Historic church in Illinois, United States

St. Mary's Church of Gilberts is a historic church in Gilberts, Illinois. The Catholic church was built for the increasing population in the town in the late 19th century. The church is an excellent example of the rural Stick Style designs that some churches developed in the 1880s. It was listed on the National Register of Historic Places in 1992.

==History==
Gilberts, Illinois developed shortly after the construction of the Chicago and North Western Railroad in 1851. An early increase in the number of Catholic locals required the construction of a much larger Catholic church. A church (the second Gilberts church with the St. Mary's name) was demolished in 1882 to make room for a new one. The present St. Mary's Church of Gilberts was built later that year at a cost of $2,800, using some of the materials from the previous church. A local carpenter, Oliver Kelly, designed and built the church in the Stick Style. Uncertainty remains about how the church leaders decided on that style, but it may have been due to pattern books distributed to church leaders in the late 19th century. It was listed on the National Register of Historic Places on August 18, 1992.

==Architecture==
The church was built on the northwest corner of Mattesen St. and Union St. (now Galligan Rd.). The design of the church is consistent with rural interpretations of the Stick Style. The front of the one-story church faces the southeast. The rectangular frame structure features a steep gable roof but no steeple. This asphalt shingle roof is accentuated with dormers and window hoods and has wide eaves on either side. Large stained glass rose windows adorn the front and rear ends of the church, each with a large pointed arch above it and five smaller window arches below it. The front and two sides have additional stained glass windows with pointed arch openings. The front side had an additional quatrefoil window in the gable. Concrete steps with iron railings lead to the entrance, which features oak paneled double doors. Additional doorways are located on the east and north sides; the east doorway is the only entrance to the basement, which was built in the 1950s.
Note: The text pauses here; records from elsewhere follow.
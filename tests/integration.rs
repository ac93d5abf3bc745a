//! # Integration Tests for rget Range Queries
//!
//! End-to-end tests that build trees through the bulk loader and query them through
//! [`rget::rget_slice`], checking ordering, bounds, expiration and resource release.

use rget::iter::KeyWithData;
use rget::{
	rget_slice, BlockId, BlockSize, BtreeSlice, Context, Error, ExpTime, Item, MemStore, RgetBoundMode, RgetResult, ScanConfig,
	StorageError, StoreKey, Superblock, Transaction,
};
use std::num::NonZeroUsize;
use std::sync::atomic::{AtomicUsize, Ordering};
use std::sync::Arc;

use RgetBoundMode::{Closed, Open};

// ===========================================================================
// Fixtures
// ===========================================================================

struct Fixture {
	store: Arc<MemStore>,
	home: Context,
	slice: BtreeSlice<MemStore>,
}

impl Fixture {
	fn build(store: MemStore, leaf_capacity: usize, fanout: usize, items: Vec<(StoreKey, Item)>) -> Fixture {
		store.builder().leaf_capacity(leaf_capacity).fanout(fanout).load(items);
		let store = Arc::new(store);
		Fixture {
			slice: BtreeSlice::new(Arc::clone(&store)),
			home: Context::spawn("txn-home").unwrap(),
			store,
		}
	}

	fn numbered(n: usize) -> Fixture {
		let items = (0..n).map(|i| (key(i), Item::new(format!("value-{i}")).with_flags(i as u32))).collect();
		Fixture::build(MemStore::default(), 4, 4, items)
	}

	fn begin(&self) -> Transaction<MemStore> {
		Transaction::begin(Arc::clone(&self.store), &self.home).unwrap()
	}

	fn rget(&self, lm: RgetBoundMode, l: &str, rm: RgetBoundMode, r: &str, now: u32) -> RgetResult<MemStore> {
		let txn = self.begin();
		let sb = txn.superblock();
		rget_slice(&self.slice, lm, &l.into(), rm, &r.into(), ExpTime(now), txn, &sb)
	}

	fn keys(&self, lm: RgetBoundMode, l: &str, rm: RgetBoundMode, r: &str, now: u32) -> Vec<String> {
		collect(self.rget(lm, l, rm, r, now)).into_iter().map(|e| e.key.to_string()).collect()
	}
}

fn key(i: usize) -> StoreKey {
	StoreKey::from(format!("key{i:05}").as_str())
}

fn name(i: usize) -> String {
	format!("key{i:05}")
}

fn collect(result: RgetResult<MemStore>) -> Vec<KeyWithData> {
	result.collect::<Result<Vec<_>, Error>>().unwrap()
}

fn scenario() -> Fixture {
	let items = ["a", "b", "c", "d", "e"]
		.into_iter()
		.map(|k| {
			let item = Item::new(format!("{k}-payload"));
			let item = if k == "b" {
				item.expiring_at(ExpTime(100))
			} else {
				item
			};
			(StoreKey::from(k), item)
		})
		.collect();
	Fixture::build(MemStore::default(), 2, 2, items)
}

// ===========================================================================
// Query Semantics
// ===========================================================================

#[test]
fn closed_a_to_open_d_at_time_100() {
	let fx = scenario();
	let out = collect(fx.rget(Closed, "a", Open, "d", 100));
	let keys: Vec<_> = out.iter().map(|e| e.key.to_string()).collect();
	assert_eq!(keys, ["a", "c"]);
	assert_eq!(out[0].payload, "a-payload");
	assert_eq!(out[1].payload, "c-payload");
}

#[test]
fn expiration_is_relative_to_effective_time() {
	let fx = scenario();
	assert_eq!(fx.keys(RgetBoundMode::None, "", RgetBoundMode::None, "", 99), ["a", "b", "c", "d", "e"]);
	assert_eq!(fx.keys(RgetBoundMode::None, "", RgetBoundMode::None, "", 100), ["a", "c", "d", "e"]);
	assert_eq!(fx.keys(RgetBoundMode::None, "", RgetBoundMode::None, "", 5000), ["a", "c", "d", "e"]);
}

#[test]
fn bound_modes_on_both_sides() {
	let fx = Fixture::numbered(200);
	let range = |lo: usize, hi: usize| (lo..=hi).map(name).collect::<Vec<_>>();

	assert_eq!(fx.keys(Closed, &name(10), Closed, &name(20), 0), range(10, 20));
	assert_eq!(fx.keys(Open, &name(10), Closed, &name(20), 0), range(11, 20));
	assert_eq!(fx.keys(Closed, &name(10), Open, &name(20), 0), range(10, 19));
	assert_eq!(fx.keys(Open, &name(10), Open, &name(20), 0), range(11, 19));
	assert_eq!(fx.keys(RgetBoundMode::None, "ignored", Open, &name(3), 0), range(0, 2));
	assert_eq!(fx.keys(Open, &name(196), RgetBoundMode::None, "ignored", 0), range(197, 199));
	assert_eq!(fx.keys(RgetBoundMode::None, "", RgetBoundMode::None, "", 0), range(0, 199));
}

#[test]
fn bounds_between_stored_keys() {
	let fx = Fixture::numbered(50);
	// "key00010x" sorts between key00010 and key00011
	assert_eq!(fx.keys(Closed, "key00010x", Closed, "key00013x", 0), (11..=13).map(name).collect::<Vec<_>>());
	assert!(fx.keys(Closed, "key00010x", Closed, "key00010y", 0).is_empty());
	assert!(fx.keys(Closed, "zzz", RgetBoundMode::None, "", 0).is_empty());
	assert!(fx.keys(RgetBoundMode::None, "", Open, "key00000", 0).is_empty());
}

#[test]
fn flags_survive_materialization() {
	let fx = Fixture::numbered(30);
	for entry in collect(fx.rget(Closed, &name(5), Closed, &name(9), 0)) {
		let i: usize = entry.key.to_string()[3..].parse().unwrap();
		assert_eq!(entry.flags, i as u32);
		assert_eq!(entry.payload, format!("value-{i}").into_bytes());
	}
}

#[test]
fn large_values_are_read_from_blobs() {
	let big = |i: u8| vec![i; 3000];
	let items = (0..6u8).map(|i| (StoreKey::from(format!("blob{i}").as_str()), Item::new(big(i)))).collect();
	let fx = Fixture::build(MemStore::new(BlockSize::new(512)), 8, 4, items);

	let out = collect(fx.rget(Closed, "blob1", Closed, "blob4", 0));
	assert_eq!(out.len(), 4);
	for (entry, i) in out.iter().zip(1u8..) {
		assert_eq!(entry.payload.as_ref(), big(i).as_slice());
	}
}

// ===========================================================================
// Empty Results
// ===========================================================================

#[test]
fn empty_tree_yields_nothing() {
	let fx = Fixture::build(MemStore::default(), 4, 4, Vec::new());
	assert_eq!(fx.store.superblock(), Superblock::default());

	let mut result = fx.rget(RgetBoundMode::None, "", RgetBoundMode::None, "", 0);
	assert!(result.next().is_none());
	assert!(result.next().is_none());
	assert!(result.is_closed());
	assert_eq!(fx.store.active_snapshots(), 0);
}

#[test]
fn inverted_range_is_empty_not_an_error() {
	let fx = Fixture::numbered(40);
	let mut result = fx.rget(Closed, &name(30), Closed, &name(10), 0);
	assert!(result.next().is_none());
	assert_eq!(fx.store.locks().acquired(), 0);
	assert_eq!(fx.store.active_snapshots(), 0);

	assert!(fx.keys(Open, &name(7), Closed, &name(7), 0).is_empty());
	assert_eq!(fx.keys(Closed, &name(7), Closed, &name(7), 0), [name(7)]);
}

// ===========================================================================
// Snapshots
// ===========================================================================

#[test]
fn same_snapshot_same_output() {
	let fx = Fixture::numbered(120);
	let first = collect(fx.rget(Open, &name(3), Closed, &name(97), 0));
	let second = collect(fx.rget(Open, &name(3), Closed, &name(97), 0));
	assert_eq!(first.len(), 94);
	assert_eq!(first, second);
}

#[test]
fn pinned_version_ignores_later_loads() {
	let fx = Fixture::numbered(20);
	let txn = fx.begin();
	let old = txn.superblock();

	fx.store.builder().load(vec![(StoreKey::from("other"), Item::new("x"))]);
	assert_ne!(fx.store.superblock(), old);

	let out = collect(rget_slice(&fx.slice, RgetBoundMode::None, &"".into(), RgetBoundMode::None, &"".into(), ExpTime(0), txn, &old));
	assert_eq!(out.len(), 20);
	assert_eq!(fx.keys(RgetBoundMode::None, "", RgetBoundMode::None, "", 0), ["other"]);
}

// ===========================================================================
// Resource Release
// ===========================================================================

fn counted(fx: &Fixture) -> (Transaction<MemStore>, Arc<AtomicUsize>, Arc<parking_lot::Mutex<Vec<Option<rget::ContextId>>>>) {
	let mut txn = fx.begin();
	let releases = Arc::new(AtomicUsize::new(0));
	let contexts = Arc::new(parking_lot::Mutex::new(Vec::new()));
	let (r, c) = (Arc::clone(&releases), Arc::clone(&contexts));
	txn.on_release(move || {
		r.fetch_add(1, Ordering::SeqCst);
		c.lock().push(Context::current());
	});
	(txn, releases, contexts)
}

#[test]
fn abandoning_after_any_number_of_pulls_releases_once_on_home() {
	let fx = Fixture::numbered(40);
	for pulls in 0..=41 {
		let (txn, releases, contexts) = counted(&fx);
		let sb = txn.superblock();
		let mut result = rget_slice(&fx.slice, RgetBoundMode::None, &"".into(), RgetBoundMode::None, &"".into(), ExpTime(0), txn, &sb);
		for _ in 0..pulls {
			let _ = result.next();
		}
		drop(result);

		assert_eq!(releases.load(Ordering::SeqCst), 1, "after {pulls} pulls");
		assert_eq!(*contexts.lock(), [Some(fx.home.id())]);
		assert_eq!(fx.store.locks().held(), 0);
		assert_eq!(fx.store.active_snapshots(), 0);
	}
}

#[test]
fn explicit_close_releases() {
	let fx = Fixture::numbered(40);
	let mut result = fx.rget(RgetBoundMode::None, "", RgetBoundMode::None, "", 0);
	assert!(result.next().is_some());
	assert_eq!(fx.store.active_snapshots(), 1);
	result.close().unwrap();
	assert_eq!(fx.store.active_snapshots(), 0);
	assert_eq!(fx.store.locks().held(), 0);
}

#[test]
fn storage_failure_ends_the_query_after_teardown() {
	let fx = Fixture::numbered(64);
	// leaves are written first: block 3 holds key00012..key00015
	fx.store.fail_block(BlockId(3));

	let (txn, releases, _) = counted(&fx);
	let sb = txn.superblock();
	let mut result = rget_slice(&fx.slice, RgetBoundMode::None, &"".into(), RgetBoundMode::None, &"".into(), ExpTime(0), txn, &sb);

	let mut seen = Vec::new();
	let err = loop {
		match result.next() {
			Some(Ok(entry)) => seen.push(entry.key.to_string()),
			Some(Err(e)) => break e,
			None => panic!("query finished without reporting the failure"),
		}
	};

	assert_eq!(err, Error::Storage(StorageError::Unavailable(BlockId(3))));
	assert_eq!(seen, (0..12).map(name).collect::<Vec<_>>());
	// teardown ran before the error was handed out
	assert_eq!(releases.load(Ordering::SeqCst), 1);
	assert_eq!(fx.store.locks().held(), 0);
	assert!(result.next().is_none());
	assert!(result.is_closed());
}

// ===========================================================================
// Lock Bound
// ===========================================================================

#[test]
fn depth_first_holds_at_most_height_plus_one_locks() {
	let fx = Fixture::numbered(2000);
	let height = fx.store.superblock().height;
	assert!(height >= 5);
	fx.store.locks().reset_peak();

	let mut result = fx.rget(RgetBoundMode::None, "", RgetBoundMode::None, "", 0);
	let mut count = 0;
	while let Some(entry) = result.next() {
		entry.unwrap();
		count += 1;
		assert!(fx.store.locks().held() <= height + 1);
	}
	assert_eq!(count, 2000);
	assert!(fx.store.locks().peak() <= height + 1, "peak {} height {}", fx.store.locks().peak(), height);
}

#[test]
fn hybrid_policy_returns_the_same_entries() {
	let fx = Fixture::numbered(500);
	let expected = fx.keys(Closed, &name(17), Open, &name(480), 0);

	for limit in [1, 4, 16, 64, 10_000] {
		let slice = fx.slice.clone().with_config(ScanConfig::hybrid(NonZeroUsize::new(limit).unwrap()));
		let txn = fx.begin();
		let sb = txn.superblock();
		let out = collect(rget_slice(&slice, Closed, &key(17), Open, &key(480), ExpTime(0), txn, &sb));
		let keys: Vec<_> = out.into_iter().map(|e| e.key.to_string()).collect();
		assert_eq!(keys, expected, "frontier limit {limit}");
		assert_eq!(fx.store.locks().held(), 0);
	}
}

#[test]
fn prefetch_hints_reach_the_store() {
	let fx = Fixture::numbered(100);
	let mut result = fx.rget(RgetBoundMode::None, "", RgetBoundMode::None, "", 0);
	result.prefetch();
	assert_eq!(fx.store.prefetched(), 1);
	while let Some(entry) = result.next() {
		entry.unwrap();
		result.prefetch();
	}
	assert!(fx.store.prefetched() > 1);
	assert!(result.stats().is_none());
}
The interior resembles a simple basilica with a high nave, a vestibule, and low aisles. A stairway on the left leads to the choir loft. A second set of wooden doors separated the vestibule from the rest of the interior. The interior walls are covered with plaster in shades of yellow. Statues, the altar table, and the tabernacle were restored in 1990. The altar is painted white with gold trim. The floor is pine, covered with linoleum under the pews and with carpet and sanctuary.